## EXERCISE INPUT
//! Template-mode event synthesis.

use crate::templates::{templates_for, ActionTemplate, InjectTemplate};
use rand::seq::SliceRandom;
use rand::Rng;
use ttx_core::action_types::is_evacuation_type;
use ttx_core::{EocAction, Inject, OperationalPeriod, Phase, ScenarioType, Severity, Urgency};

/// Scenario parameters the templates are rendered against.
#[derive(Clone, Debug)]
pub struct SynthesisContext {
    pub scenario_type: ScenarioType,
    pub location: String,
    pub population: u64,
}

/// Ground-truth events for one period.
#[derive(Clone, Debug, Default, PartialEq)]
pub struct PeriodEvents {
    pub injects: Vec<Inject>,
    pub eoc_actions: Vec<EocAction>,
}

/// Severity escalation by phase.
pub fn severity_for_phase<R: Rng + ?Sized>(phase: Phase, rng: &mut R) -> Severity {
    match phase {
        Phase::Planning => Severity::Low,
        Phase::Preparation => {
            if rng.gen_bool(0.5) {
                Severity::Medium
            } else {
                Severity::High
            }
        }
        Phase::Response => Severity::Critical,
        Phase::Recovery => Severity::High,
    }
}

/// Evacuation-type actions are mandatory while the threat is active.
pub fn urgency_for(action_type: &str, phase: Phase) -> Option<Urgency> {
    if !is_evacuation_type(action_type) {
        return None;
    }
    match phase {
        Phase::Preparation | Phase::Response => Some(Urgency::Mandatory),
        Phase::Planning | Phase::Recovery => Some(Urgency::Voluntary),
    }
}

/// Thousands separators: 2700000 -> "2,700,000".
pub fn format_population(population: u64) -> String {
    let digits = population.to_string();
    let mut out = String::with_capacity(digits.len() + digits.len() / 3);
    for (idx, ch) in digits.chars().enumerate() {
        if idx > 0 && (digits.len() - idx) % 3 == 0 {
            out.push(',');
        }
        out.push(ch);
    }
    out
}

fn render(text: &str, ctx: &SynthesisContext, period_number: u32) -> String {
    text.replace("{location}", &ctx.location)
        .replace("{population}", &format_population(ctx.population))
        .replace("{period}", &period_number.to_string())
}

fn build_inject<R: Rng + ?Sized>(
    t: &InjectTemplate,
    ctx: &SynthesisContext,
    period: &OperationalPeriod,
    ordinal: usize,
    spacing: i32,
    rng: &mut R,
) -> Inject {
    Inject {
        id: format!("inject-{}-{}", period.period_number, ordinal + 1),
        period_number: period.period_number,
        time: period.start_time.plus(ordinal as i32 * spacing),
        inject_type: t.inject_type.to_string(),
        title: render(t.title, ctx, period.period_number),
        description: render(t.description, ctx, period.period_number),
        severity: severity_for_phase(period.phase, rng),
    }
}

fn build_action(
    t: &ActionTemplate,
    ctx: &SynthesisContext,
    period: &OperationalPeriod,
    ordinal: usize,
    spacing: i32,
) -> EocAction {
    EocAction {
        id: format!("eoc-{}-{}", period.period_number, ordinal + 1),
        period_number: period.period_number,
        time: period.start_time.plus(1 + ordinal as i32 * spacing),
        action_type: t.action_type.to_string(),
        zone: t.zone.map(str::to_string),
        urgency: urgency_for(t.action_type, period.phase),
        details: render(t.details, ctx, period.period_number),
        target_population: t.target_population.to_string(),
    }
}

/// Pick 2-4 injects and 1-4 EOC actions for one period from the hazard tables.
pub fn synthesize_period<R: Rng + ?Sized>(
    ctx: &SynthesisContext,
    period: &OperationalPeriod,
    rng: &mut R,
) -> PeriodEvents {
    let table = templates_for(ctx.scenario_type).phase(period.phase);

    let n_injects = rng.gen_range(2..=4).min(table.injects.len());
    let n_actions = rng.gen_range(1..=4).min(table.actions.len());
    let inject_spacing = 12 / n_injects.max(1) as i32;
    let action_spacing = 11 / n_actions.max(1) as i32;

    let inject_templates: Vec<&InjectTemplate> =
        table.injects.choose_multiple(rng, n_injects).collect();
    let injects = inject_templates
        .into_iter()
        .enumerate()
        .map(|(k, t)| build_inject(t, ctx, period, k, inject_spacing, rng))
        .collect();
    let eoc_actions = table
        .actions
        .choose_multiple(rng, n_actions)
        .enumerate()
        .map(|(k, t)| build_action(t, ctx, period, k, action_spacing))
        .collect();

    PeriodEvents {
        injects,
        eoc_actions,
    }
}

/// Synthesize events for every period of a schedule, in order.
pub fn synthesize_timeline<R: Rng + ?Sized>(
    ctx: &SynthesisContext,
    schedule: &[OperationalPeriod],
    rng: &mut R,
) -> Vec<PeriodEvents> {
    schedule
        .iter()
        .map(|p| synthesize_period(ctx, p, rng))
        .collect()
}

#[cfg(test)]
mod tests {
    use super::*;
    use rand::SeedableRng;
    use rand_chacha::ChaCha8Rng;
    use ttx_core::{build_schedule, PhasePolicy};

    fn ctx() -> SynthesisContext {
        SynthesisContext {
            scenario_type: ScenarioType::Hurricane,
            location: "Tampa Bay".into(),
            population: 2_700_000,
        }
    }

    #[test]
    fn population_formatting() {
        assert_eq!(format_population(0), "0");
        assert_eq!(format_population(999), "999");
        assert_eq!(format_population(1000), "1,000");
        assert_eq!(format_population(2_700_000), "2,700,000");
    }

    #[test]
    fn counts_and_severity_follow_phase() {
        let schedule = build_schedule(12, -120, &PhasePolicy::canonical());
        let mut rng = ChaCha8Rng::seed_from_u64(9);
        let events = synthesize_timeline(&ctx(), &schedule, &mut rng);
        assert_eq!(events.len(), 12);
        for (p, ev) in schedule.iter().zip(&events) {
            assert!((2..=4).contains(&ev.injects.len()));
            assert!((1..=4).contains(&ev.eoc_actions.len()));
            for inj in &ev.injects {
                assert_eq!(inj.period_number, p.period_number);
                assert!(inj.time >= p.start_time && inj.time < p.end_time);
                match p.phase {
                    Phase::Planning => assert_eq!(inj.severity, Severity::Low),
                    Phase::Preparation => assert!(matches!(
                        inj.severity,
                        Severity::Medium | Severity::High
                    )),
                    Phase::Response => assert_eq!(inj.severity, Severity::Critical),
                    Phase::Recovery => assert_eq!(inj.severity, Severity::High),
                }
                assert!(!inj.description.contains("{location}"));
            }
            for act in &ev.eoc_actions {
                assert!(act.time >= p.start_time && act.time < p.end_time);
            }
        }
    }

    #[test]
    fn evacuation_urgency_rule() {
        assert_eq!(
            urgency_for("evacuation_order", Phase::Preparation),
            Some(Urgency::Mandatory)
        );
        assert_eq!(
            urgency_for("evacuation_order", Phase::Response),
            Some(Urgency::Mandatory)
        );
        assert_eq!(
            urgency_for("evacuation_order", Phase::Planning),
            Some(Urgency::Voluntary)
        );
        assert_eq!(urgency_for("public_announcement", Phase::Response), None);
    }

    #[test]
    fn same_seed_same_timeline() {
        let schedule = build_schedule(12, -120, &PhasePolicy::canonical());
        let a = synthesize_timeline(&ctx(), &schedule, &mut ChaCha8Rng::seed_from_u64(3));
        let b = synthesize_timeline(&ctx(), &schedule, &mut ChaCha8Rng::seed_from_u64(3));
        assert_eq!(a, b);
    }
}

## WHAT THE EXERCISE ASKS
All of the lines above that carry the string "Voluntary" need to be found and copied.

## OUTPUT
        Phase::Planning | Phase::Recovery => Some(Urgency::Voluntary),
            Some(Urgency::Voluntary)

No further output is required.